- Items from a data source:
________________________

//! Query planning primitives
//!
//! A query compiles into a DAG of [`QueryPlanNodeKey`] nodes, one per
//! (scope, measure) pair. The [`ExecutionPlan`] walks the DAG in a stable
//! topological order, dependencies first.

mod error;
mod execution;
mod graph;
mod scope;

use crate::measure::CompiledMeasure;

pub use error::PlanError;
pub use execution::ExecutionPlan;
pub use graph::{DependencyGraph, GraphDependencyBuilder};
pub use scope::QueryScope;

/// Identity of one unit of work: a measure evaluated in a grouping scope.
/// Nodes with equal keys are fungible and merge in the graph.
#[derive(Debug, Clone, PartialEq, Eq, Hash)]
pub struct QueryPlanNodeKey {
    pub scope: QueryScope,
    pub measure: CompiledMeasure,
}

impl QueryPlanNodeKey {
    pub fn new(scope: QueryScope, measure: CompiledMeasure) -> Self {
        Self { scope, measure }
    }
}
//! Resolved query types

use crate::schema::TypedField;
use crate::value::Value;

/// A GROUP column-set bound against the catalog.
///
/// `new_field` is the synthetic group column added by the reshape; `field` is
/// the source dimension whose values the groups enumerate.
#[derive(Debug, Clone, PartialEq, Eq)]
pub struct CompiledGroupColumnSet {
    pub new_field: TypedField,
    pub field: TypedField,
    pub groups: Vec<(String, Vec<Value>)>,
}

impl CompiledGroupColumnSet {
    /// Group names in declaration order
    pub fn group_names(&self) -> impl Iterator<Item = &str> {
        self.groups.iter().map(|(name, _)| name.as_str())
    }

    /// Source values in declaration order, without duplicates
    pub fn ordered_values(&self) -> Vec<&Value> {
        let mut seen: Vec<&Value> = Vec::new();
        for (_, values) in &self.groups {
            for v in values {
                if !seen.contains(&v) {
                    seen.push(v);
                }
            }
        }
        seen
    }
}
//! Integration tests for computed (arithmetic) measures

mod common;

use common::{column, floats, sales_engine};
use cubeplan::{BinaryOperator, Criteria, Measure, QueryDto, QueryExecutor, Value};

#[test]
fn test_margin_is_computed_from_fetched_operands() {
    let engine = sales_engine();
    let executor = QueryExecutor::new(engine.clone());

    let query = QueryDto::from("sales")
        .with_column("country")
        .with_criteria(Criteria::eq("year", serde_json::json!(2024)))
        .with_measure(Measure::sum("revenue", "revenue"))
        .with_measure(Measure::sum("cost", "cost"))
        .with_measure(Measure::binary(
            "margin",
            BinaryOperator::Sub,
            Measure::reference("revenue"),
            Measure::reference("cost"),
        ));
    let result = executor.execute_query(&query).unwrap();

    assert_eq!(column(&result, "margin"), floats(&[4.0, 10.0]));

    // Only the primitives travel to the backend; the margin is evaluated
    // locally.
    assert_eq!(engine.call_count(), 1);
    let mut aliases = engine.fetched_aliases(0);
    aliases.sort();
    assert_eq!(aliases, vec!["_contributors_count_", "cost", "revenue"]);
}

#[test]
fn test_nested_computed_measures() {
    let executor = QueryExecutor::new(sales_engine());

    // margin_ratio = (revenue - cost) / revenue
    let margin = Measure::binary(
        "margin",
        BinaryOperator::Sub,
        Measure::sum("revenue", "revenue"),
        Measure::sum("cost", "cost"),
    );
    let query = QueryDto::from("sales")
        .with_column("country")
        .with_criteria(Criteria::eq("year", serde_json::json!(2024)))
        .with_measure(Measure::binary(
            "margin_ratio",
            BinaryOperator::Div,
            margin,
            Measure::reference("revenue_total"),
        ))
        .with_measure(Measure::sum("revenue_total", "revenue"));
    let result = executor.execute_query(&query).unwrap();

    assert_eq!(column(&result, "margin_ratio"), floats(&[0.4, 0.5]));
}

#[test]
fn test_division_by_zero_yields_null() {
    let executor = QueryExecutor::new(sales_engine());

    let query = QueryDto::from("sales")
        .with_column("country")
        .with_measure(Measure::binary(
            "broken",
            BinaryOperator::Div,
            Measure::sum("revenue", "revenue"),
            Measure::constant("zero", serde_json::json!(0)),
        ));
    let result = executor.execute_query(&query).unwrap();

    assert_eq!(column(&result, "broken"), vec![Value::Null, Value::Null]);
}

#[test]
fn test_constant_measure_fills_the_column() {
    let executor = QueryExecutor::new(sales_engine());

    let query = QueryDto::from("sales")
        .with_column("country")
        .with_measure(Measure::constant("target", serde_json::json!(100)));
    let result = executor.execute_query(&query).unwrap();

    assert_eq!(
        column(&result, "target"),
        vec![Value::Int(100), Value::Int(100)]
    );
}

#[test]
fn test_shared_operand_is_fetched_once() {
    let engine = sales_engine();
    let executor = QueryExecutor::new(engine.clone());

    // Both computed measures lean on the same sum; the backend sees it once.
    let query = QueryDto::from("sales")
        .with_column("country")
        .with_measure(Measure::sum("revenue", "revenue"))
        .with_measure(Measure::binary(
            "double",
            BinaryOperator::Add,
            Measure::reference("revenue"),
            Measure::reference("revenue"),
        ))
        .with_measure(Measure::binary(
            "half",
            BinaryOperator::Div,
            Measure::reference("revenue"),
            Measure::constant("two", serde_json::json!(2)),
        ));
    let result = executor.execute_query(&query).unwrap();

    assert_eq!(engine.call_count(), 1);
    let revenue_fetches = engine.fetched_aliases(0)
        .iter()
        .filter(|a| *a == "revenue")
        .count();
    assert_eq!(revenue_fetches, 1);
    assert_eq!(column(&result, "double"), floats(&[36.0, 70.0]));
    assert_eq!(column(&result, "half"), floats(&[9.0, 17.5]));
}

________________________

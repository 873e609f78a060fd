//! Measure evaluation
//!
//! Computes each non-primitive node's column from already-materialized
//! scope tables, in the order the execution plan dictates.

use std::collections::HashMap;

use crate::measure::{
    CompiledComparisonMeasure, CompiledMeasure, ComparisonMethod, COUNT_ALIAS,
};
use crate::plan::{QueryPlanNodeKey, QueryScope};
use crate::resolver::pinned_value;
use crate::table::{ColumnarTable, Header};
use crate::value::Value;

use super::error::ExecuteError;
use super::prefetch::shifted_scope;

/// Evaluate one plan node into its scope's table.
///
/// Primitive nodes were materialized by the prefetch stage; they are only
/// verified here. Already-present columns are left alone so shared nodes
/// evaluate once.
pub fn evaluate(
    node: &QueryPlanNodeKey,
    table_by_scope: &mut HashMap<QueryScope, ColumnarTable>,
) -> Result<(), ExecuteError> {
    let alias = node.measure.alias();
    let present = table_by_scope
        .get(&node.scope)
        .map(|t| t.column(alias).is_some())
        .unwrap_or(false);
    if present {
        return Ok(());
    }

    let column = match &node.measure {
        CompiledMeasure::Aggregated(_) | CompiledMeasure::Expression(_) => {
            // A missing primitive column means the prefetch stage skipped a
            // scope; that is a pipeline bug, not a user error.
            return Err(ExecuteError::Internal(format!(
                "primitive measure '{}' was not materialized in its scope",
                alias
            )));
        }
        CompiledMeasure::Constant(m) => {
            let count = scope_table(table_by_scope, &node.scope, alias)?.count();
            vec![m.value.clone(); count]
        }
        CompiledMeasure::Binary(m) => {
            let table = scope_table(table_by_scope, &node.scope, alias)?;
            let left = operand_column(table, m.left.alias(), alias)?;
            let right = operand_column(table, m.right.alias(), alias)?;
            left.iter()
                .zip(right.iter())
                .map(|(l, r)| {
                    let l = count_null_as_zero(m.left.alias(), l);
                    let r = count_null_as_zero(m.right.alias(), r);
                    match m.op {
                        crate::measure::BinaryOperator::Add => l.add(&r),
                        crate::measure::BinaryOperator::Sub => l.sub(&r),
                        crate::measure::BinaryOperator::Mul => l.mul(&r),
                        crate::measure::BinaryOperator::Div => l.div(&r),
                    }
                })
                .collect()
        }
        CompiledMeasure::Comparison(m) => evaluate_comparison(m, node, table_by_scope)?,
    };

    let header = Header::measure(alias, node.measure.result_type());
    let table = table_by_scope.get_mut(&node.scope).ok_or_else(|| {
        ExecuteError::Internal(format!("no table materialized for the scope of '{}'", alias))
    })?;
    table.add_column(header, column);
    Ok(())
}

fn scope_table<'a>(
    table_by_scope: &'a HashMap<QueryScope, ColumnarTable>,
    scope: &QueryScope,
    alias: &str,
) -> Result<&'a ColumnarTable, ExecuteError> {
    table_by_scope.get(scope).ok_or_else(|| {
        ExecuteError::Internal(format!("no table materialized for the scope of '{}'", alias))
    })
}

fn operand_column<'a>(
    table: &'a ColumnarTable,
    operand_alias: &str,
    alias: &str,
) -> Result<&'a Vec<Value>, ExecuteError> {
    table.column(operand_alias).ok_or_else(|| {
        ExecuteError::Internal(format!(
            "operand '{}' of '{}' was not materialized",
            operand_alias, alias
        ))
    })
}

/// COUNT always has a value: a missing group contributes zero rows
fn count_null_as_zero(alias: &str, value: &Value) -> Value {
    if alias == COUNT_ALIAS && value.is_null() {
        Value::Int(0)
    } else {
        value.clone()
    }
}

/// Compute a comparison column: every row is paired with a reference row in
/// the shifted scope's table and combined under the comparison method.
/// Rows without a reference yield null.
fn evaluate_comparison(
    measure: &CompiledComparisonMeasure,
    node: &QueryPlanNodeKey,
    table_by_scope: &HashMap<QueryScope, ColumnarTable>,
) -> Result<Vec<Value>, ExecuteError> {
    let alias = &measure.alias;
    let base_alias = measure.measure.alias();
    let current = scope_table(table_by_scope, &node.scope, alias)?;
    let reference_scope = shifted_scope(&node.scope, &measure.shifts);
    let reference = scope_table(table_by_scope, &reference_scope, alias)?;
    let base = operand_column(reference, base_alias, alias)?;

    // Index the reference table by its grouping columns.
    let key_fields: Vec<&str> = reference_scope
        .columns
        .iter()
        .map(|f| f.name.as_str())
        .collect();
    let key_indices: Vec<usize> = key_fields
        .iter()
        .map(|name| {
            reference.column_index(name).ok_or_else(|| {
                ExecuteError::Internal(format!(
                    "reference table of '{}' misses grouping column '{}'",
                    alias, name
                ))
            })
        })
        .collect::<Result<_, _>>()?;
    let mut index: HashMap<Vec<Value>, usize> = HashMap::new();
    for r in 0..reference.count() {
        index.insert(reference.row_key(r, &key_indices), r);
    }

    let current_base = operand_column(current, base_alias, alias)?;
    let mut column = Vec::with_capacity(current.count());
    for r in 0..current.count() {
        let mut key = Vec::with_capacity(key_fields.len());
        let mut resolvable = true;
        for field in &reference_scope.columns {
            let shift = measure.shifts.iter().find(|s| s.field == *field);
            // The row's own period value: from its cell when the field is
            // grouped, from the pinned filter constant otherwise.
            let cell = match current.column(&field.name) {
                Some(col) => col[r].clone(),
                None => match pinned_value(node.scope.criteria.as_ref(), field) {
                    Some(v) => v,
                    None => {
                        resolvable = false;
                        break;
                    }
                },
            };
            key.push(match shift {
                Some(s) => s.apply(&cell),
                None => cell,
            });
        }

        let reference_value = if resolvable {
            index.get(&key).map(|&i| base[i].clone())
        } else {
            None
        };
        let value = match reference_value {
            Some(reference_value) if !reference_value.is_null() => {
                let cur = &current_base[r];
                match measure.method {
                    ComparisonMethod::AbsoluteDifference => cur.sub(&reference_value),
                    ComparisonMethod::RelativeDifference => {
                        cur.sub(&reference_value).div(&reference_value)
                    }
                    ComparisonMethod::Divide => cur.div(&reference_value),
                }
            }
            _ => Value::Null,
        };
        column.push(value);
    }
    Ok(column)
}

________________________

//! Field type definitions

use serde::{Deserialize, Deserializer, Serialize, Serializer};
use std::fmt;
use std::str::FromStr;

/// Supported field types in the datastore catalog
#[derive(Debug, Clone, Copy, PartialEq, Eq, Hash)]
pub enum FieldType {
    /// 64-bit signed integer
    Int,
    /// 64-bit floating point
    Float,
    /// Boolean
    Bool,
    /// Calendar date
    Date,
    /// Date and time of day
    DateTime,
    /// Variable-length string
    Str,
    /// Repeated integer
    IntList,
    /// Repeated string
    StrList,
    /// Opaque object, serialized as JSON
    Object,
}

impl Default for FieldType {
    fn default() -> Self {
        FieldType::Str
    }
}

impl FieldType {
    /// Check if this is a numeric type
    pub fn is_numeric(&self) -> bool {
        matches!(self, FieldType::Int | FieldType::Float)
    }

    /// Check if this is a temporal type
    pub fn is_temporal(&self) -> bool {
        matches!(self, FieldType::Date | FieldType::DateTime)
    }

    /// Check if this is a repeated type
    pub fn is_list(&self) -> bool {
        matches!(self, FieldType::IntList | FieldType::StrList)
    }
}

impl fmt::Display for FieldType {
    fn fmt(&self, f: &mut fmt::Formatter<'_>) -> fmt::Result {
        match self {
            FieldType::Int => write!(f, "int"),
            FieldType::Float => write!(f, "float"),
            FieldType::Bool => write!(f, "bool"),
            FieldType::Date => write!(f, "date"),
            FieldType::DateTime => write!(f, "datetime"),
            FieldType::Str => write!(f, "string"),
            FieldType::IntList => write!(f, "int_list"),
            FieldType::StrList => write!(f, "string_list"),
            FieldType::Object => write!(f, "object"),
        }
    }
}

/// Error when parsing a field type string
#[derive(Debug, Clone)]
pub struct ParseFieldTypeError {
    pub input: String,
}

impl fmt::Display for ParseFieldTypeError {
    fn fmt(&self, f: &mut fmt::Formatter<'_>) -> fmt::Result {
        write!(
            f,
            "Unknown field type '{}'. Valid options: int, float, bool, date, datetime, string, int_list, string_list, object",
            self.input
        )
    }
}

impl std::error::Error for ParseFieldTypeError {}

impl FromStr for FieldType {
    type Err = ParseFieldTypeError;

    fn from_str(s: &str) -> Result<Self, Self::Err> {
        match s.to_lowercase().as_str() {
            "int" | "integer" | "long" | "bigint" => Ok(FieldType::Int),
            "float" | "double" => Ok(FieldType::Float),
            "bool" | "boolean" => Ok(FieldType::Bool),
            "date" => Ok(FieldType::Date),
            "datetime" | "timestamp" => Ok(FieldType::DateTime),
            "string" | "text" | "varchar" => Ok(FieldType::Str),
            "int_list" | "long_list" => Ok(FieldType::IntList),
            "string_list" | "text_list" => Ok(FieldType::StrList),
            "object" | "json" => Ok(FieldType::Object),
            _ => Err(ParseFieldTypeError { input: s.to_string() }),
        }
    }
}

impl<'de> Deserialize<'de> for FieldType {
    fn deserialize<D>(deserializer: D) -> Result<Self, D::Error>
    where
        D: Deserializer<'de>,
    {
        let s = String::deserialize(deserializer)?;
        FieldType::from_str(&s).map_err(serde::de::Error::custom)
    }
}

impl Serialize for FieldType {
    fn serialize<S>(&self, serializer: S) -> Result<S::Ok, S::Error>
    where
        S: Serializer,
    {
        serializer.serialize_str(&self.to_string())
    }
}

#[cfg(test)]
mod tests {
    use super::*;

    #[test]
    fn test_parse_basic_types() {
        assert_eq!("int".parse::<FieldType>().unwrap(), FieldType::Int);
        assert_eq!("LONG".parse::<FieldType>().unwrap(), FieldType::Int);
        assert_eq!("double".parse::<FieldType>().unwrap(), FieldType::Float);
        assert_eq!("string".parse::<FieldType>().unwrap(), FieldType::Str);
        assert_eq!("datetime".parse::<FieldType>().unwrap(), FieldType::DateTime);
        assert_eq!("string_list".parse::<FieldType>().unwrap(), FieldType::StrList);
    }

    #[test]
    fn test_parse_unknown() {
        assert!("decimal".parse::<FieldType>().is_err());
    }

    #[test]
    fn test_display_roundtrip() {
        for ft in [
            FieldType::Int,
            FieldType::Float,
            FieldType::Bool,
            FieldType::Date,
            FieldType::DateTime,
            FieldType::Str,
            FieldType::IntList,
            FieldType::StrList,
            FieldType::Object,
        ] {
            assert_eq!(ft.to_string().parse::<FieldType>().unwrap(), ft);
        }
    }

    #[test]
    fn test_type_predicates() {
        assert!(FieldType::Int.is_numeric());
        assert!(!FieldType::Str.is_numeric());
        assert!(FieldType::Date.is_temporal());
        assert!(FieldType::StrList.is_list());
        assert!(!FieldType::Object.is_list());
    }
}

________________________

- What you need to do: If a line contains the string "ExecutionPlan", it counts toward the total; state that total for the records above and nothing more.

- Result for this task: 2